___ Task inputs

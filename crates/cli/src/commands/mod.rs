//! Subcommand implementations.
//!
//! # Environment Variables
//!
//! - `REALTY_DATABASE_URL` (or `DATABASE_URL`) - `PostgreSQL` connection string
//! - `REALTY_DB_MAX_CONNECTIONS` - Pool size (default: 1)
//! - `REALTY_DB_ACQUIRE_TIMEOUT_SECS` - Connection wait (default: 10)

pub mod counts;
pub mod inspect;
pub mod mappings;
pub mod migrate;
pub mod promote;

use realty_db::{DbConfig, PgStore, create_pool};

use crate::error::CommandError;

/// Load configuration and open the pool every command shares.
pub async fn connect() -> Result<PgStore, CommandError> {
    let config = DbConfig::from_env()?;
    let host = config.database_host();

    tracing::info!(
        host = host.as_deref().unwrap_or("unknown"),
        "Connecting to database..."
    );
    let pool = create_pool(&config).await?;

    Ok(PgStore::new(pool))
}
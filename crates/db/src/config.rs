//! Database configuration loaded from environment variables.
//!
//! # Environment Variables
//!
//! ## Required
//! - `REALTY_DATABASE_URL` - `PostgreSQL` connection string (falls back to `DATABASE_URL`)
//!
//! ## Optional
//! - `REALTY_DB_MAX_CONNECTIONS` - Pool size (default: 1)
//! - `REALTY_DB_ACQUIRE_TIMEOUT_SECS` - Seconds to wait for a connection (default: 10)

use std::time::Duration;

use secrecy::{ExposeSecret, SecretString};
use thiserror::Error;
use url::Url;

const DATABASE_URL_KEY: &str = "REALTY_DATABASE_URL";
const FALLBACK_DATABASE_URL_KEY: &str = "DATABASE_URL";
const MAX_CONNECTIONS_KEY: &str = "REALTY_DB_MAX_CONNECTIONS";
const ACQUIRE_TIMEOUT_KEY: &str = "REALTY_DB_ACQUIRE_TIMEOUT_SECS";

const DEFAULT_MAX_CONNECTIONS: u32 = 1;
const DEFAULT_ACQUIRE_TIMEOUT_SECS: u64 = 10;

/// Configuration errors that can occur during loading.
#[derive(Debug, Error, PartialEq, Eq)]
pub enum ConfigError {
    #[error("Missing environment variable: {0}")]
    MissingEnvVar(String),
    #[error("Invalid environment variable {0}: {1}")]
    InvalidEnvVar(String, String),
}

/// Connection settings for the listing database.
///
/// Implements `Debug` manually so the connection string (which carries the
/// password) never reaches the logs.
#[derive(Clone)]
pub struct DbConfig {
    /// `PostgreSQL` connection URL
    pub database_url: SecretString,
    /// Upper bound on pooled connections
    pub max_connections: u32,
    /// How long to wait for a free connection
    pub acquire_timeout: Duration,
}

impl std::fmt::Debug for DbConfig {
    fn fmt(&self, f: &mut std::fmt::Formatter<'_>) -> std::fmt::Result {
        f.debug_struct("DbConfig")
            .field("database_url", &"[REDACTED]")
            .field("max_connections", &self.max_connections)
            .field("acquire_timeout", &self.acquire_timeout)
            .finish()
    }
}

impl DbConfig {
    /// Load configuration from environment variables.
    ///
    /// Calls `dotenvy::dotenv()` to load from `.env` file if present.
    ///
    /// # Errors
    ///
    /// Returns `ConfigError` if the database URL is missing or not a
    /// `postgres://` URL, or if an optional setting does not parse.
    pub fn from_env() -> Result<Self, ConfigError> {
        // Load .env file if present (ignore errors if not found)
        let _ = dotenvy::dotenv();

        Self::from_lookup(|key| std::env::var(key).ok())
    }

    /// Build the configuration from an arbitrary variable source.
    ///
    /// # Errors
    ///
    /// See [`Self::from_env`].
    pub fn from_lookup<F>(lookup: F) -> Result<Self, ConfigError>
    where
        F: Fn(&str) -> Option<String>,
    {
        let database_url = lookup(DATABASE_URL_KEY)
            .or_else(|| lookup(FALLBACK_DATABASE_URL_KEY))
            .ok_or_else(|| ConfigError::MissingEnvVar(DATABASE_URL_KEY.to_string()))?;
        validate_database_url(&database_url)?;

        let max_connections = match lookup(MAX_CONNECTIONS_KEY) {
            Some(raw) => parse_max_connections(&raw)?,
            None => DEFAULT_MAX_CONNECTIONS,
        };

        let acquire_timeout_secs = match lookup(ACQUIRE_TIMEOUT_KEY) {
            Some(raw) => raw.trim().parse::<u64>().map_err(|e| {
                ConfigError::InvalidEnvVar(ACQUIRE_TIMEOUT_KEY.to_string(), e.to_string())
            })?,
            None => DEFAULT_ACQUIRE_TIMEOUT_SECS,
        };

        Ok(Self {
            database_url: SecretString::from(database_url),
            max_connections,
            acquire_timeout: Duration::from_secs(acquire_timeout_secs),
        })
    }

    /// Host portion of the connection URL, safe to log.
    #[must_use]
    pub fn database_host(&self) -> Option<String> {
        Url::parse(self.database_url.expose_secret())
            .ok()
            .and_then(|url| url.host_str().map(ToOwned::to_owned))
    }
}

fn validate_database_url(raw: &str) -> Result<(), ConfigError> {
    // Never echo the URL itself in the error: it may contain a password
    let url = Url::parse(raw).map_err(|e| {
        ConfigError::InvalidEnvVar(DATABASE_URL_KEY.to_string(), e.to_string())
    })?;

    match url.scheme() {
        "postgres" | "postgresql" => Ok(()),
        other => Err(ConfigError::InvalidEnvVar(
            DATABASE_URL_KEY.to_string(),
            format!("unsupported scheme '{other}', expected postgres://"),
        )),
    }
}

fn parse_max_connections(raw: &str) -> Result<u32, ConfigError> {
    let value = raw.trim().parse::<u32>().map_err(|e| {
        ConfigError::InvalidEnvVar(MAX_CONNECTIONS_KEY.to_string(), e.to_string())
    })?;
    if value == 0 {
        return Err(ConfigError::InvalidEnvVar(
            MAX_CONNECTIONS_KEY.to_string(),
            "must be at least 1".to_string(),
        ));
    }
    Ok(value)
}
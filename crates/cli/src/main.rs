//! Realty CLI - Listing database inspection and management tools.
//!
//! # Usage
//!
//! ```bash
//! # Count listings and dump them with their agents
//! realty inspect
//!
//! # Same, but with each listing's images
//! realty inspect --include images
//!
//! # Print the title/agentId and id/name/email projections side by side
//! realty mappings
//!
//! # Make a user an administrator
//! realty promote -e owner@realty.test
//!
//! # Row totals, and schema migrations
//! realty counts
//! realty migrate
//! ```
//!
//! Results are printed to stdout as JSON; logs go to stderr. Set
//! `REALTY_LOG_FORMAT=json` for structured logs.

#![cfg_attr(not(test), forbid(unsafe_code))]

use clap::{Parser, Subcommand, ValueEnum};
use tracing_subscriber::EnvFilter;

use realty_core::{Email, UserRole};
use realty_db::services::Include;

mod commands;
mod error;
mod output;

use error::CommandError;

#[derive(Parser, Debug)]
#[command(name = "realty")]
#[command(author, version, about = "Realty listing database tools")]
struct Cli {
    #[command(subcommand)]
    command: Commands,
}

#[derive(Subcommand, Debug)]
enum Commands {
    /// Count listings and print them with a joined relation
    Inspect {
        /// Relation to include with each listing
        #[arg(short, long, value_enum, default_value_t = IncludeArg::Agent)]
        include: IncludeArg,
    },
    /// Print listing and user projections for ownership checks
    Mappings,
    /// Change a user's role, looked up by email
    Promote {
        /// Email of the user to change
        #[arg(short, long)]
        email: Email,

        /// Role to assign (ADMIN, AGENT, USER)
        #[arg(short, long, default_value = "ADMIN")]
        role: UserRole,
    },
    /// Print row totals for listings, users and inquiries
    Counts,
    /// Run database migrations
    Migrate,
}

#[derive(ValueEnum, Clone, Copy, Debug, PartialEq, Eq)]
enum IncludeArg {
    Agent,
    Images,
}

impl From<IncludeArg> for Include {
    fn from(arg: IncludeArg) -> Self {
        match arg {
            IncludeArg::Agent => Self::Agent,
            IncludeArg::Images => Self::Images,
        }
    }
}

#[tokio::main]
async fn main() {
    init_tracing();

    let cli = Cli::parse();

    if let Err(e) = run(cli).await {
        tracing::error!("Command failed: {e}");
        std::process::exit(1);
    }
}

/// Logs go to stderr so stdout stays machine-readable.
///
/// `RUST_LOG` sets the filter (default `info`); `REALTY_LOG_FORMAT=json`
/// switches to one JSON object per event.
fn init_tracing() {
    let filter = EnvFilter::try_from_default_env().unwrap_or_else(|_| EnvFilter::new("info"));
    let builder = tracing_subscriber::fmt()
        .with_env_filter(filter)
        .with_writer(std::io::stderr);

    if std::env::var("REALTY_LOG_FORMAT").is_ok_and(|format| format.eq_ignore_ascii_case("json")) {
        builder.json().init();
    } else {
        builder.init();
    }
}

async fn run(cli: Cli) -> Result<(), CommandError> {
    let store = commands::connect().await?;

    let result = match cli.command {
        Commands::Inspect { include } => commands::inspect::run(&store, include.into()).await,
        Commands::Mappings => commands::mappings::run(&store).await,
        Commands::Promote { email, role } => commands::promote::run(&store, &email, role).await,
        Commands::Counts => commands::counts::run(&store).await,
        Commands::Migrate => commands::migrate::run(&store).await,
    };

    // Release the pool whether or not the command succeeded
    store.close().await;
    tracing::debug!("Database connection closed");

    result
}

______

The task »
Retype exactly the span of lines from the one with "#[derive(ValueEnum, Clone, Copy, Debug, PartialEq, Eq)]" through the one with "let result = match"; include both ends and omit the rest of the material.

Worked solution »
#[derive(ValueEnum, Clone, Copy, Debug, PartialEq, Eq)]
enum IncludeArg {
    Agent,
    Images,
}

impl From<IncludeArg> for Include {
    fn from(arg: IncludeArg) -> Self {
        match arg {
            IncludeArg::Agent => Self::Agent,
            IncludeArg::Images => Self::Images,
        }
    }
}

#[tokio::main]
async fn main() {
    init_tracing();

    let cli = Cli::parse();

    if let Err(e) = run(cli).await {
        tracing::error!("Command failed: {e}");
        std::process::exit(1);
    }
}

/// Logs go to stderr so stdout stays machine-readable.
///
/// `RUST_LOG` sets the filter (default `info`); `REALTY_LOG_FORMAT=json`
/// switches to one JSON object per event.
fn init_tracing() {
    let filter = EnvFilter::try_from_default_env().unwrap_or_else(|_| EnvFilter::new("info"));
    let builder = tracing_subscriber::fmt()
        .with_env_filter(filter)
        .with_writer(std::io::stderr);

    if std::env::var("REALTY_LOG_FORMAT").is_ok_and(|format| format.eq_ignore_ascii_case("json")) {
        builder.json().init();
    } else {
        builder.init();
    }
}

async fn run(cli: Cli) -> Result<(), CommandError> {
    let store = commands::connect().await?;

    let result = match cli.command {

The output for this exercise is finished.